● **ACTION ITEM**:
Output, without alteration, the first line of the entries and each line after it, stopping with the line that contains "working invitation links.".

● **THE INPUT**:
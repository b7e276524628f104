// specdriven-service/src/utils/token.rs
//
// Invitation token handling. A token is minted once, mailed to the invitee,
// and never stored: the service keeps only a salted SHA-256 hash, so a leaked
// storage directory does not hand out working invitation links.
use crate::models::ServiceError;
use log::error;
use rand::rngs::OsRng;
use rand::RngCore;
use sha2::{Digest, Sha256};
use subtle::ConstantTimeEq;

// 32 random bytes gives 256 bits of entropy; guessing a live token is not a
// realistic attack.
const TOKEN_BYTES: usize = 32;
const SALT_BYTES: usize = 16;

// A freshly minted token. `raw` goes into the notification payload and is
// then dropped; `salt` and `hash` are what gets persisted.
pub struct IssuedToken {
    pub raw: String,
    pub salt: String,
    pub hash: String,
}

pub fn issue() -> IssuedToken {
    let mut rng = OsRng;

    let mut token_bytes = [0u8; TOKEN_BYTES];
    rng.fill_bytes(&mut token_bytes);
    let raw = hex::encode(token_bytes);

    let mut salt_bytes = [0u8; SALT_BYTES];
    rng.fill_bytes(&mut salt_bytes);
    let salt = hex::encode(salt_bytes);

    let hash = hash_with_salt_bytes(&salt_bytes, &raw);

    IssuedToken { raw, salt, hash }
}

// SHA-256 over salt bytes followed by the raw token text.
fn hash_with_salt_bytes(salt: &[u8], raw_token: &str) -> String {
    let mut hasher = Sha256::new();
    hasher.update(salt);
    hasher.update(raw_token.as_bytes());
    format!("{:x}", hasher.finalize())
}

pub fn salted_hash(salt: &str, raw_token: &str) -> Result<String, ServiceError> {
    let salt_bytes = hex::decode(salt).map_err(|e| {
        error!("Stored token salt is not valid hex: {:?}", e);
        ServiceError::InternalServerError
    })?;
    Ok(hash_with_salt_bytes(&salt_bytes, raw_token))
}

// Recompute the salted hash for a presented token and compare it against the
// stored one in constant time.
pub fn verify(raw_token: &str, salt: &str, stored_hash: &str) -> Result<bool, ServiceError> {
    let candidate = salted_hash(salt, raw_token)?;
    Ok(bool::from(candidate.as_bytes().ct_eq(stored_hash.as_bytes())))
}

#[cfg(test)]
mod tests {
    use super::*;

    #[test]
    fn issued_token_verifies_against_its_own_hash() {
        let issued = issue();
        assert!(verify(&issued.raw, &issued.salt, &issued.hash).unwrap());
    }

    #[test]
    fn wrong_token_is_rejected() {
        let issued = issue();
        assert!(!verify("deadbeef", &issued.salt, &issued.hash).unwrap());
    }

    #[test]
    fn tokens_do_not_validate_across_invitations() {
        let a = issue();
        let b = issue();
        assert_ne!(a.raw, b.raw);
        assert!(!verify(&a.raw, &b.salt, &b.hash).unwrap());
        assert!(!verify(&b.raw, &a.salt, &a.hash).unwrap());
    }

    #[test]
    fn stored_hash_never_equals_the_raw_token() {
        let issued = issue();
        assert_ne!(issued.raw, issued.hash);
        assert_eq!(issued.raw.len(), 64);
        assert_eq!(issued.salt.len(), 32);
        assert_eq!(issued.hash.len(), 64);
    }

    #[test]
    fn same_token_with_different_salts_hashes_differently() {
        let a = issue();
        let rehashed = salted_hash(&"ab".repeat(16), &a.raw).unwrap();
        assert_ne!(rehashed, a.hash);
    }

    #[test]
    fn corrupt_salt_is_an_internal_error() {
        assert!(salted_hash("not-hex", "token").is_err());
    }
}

● **RESULT**:
repository b7e276524628f104
// specdriven-service/src/utils/token.rs
//
// Invitation token handling. A token is minted once, mailed to the invitee,
// and never stored: the service keeps only a salted SHA-256 hash, so a leaked
// storage directory does not hand out working invitation links.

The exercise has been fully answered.